* _WORK ORDER_: Transcribe the lines from the start of the data below through the line with "use chaos_error::ChaosResult;", word for word and nothing more.
========================================
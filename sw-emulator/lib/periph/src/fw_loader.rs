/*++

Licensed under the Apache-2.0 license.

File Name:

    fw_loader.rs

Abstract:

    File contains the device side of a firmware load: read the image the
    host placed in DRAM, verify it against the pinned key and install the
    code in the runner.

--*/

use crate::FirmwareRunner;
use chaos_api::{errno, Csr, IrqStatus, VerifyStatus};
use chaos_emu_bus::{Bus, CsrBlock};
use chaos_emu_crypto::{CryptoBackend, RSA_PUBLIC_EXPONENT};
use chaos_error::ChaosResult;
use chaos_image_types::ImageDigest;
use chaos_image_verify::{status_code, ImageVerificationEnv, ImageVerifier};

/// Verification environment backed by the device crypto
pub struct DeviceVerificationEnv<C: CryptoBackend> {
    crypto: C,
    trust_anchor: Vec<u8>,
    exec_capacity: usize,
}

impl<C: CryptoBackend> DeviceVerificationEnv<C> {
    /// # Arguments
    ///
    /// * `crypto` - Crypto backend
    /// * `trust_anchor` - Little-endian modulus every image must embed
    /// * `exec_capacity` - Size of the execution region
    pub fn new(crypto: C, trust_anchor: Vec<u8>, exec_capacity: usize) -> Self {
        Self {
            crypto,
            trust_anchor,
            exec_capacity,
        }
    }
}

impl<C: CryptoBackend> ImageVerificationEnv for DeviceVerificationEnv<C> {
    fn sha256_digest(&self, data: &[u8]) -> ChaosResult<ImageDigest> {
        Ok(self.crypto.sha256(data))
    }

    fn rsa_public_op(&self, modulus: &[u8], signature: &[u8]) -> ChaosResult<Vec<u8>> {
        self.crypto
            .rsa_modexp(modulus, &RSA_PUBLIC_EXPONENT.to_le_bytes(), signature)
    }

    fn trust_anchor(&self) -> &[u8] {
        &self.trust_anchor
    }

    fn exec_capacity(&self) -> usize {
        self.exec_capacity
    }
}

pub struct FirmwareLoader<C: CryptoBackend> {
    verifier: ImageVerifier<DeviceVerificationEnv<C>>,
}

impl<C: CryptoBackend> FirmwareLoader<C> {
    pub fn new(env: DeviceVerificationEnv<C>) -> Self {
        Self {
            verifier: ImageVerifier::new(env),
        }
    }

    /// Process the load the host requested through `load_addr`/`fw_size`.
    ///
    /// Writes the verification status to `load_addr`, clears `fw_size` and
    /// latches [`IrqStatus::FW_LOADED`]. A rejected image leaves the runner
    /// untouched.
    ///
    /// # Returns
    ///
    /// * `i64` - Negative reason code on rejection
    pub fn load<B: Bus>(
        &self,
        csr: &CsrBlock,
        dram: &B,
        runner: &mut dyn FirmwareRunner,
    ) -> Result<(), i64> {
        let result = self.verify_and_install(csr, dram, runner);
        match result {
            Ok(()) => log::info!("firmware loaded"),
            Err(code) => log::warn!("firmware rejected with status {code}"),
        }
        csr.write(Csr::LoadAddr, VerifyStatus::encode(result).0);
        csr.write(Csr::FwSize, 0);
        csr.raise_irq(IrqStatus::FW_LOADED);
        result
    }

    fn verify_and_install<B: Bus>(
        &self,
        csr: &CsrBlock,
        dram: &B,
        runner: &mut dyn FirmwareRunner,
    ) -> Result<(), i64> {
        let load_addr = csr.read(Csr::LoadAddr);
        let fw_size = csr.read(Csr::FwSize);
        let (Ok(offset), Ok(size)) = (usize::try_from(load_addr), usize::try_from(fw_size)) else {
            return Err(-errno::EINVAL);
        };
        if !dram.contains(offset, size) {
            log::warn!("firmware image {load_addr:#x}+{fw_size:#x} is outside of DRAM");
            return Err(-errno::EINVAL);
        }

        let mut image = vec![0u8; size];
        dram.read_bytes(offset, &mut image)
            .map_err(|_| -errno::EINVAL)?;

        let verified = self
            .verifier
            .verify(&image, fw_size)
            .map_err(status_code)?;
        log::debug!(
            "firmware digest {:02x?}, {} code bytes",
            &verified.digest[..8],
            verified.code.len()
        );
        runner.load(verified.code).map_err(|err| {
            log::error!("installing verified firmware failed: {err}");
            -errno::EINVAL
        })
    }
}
========================================
* _SOLUTION TO THIS TASK_:
filename sw-emulator/lib/periph/src/fw_loader.rs
/*++

Licensed under the Apache-2.0 license.

File Name:

    fw_loader.rs

Abstract:

    File contains the device side of a firmware load: read the image the
    host placed in DRAM, verify it against the pinned key and install the
    code in the runner.

--*/

use crate::FirmwareRunner;
use chaos_api::{errno, Csr, IrqStatus, VerifyStatus};
use chaos_emu_bus::{Bus, CsrBlock};
use chaos_emu_crypto::{CryptoBackend, RSA_PUBLIC_EXPONENT};
use chaos_error::ChaosResult;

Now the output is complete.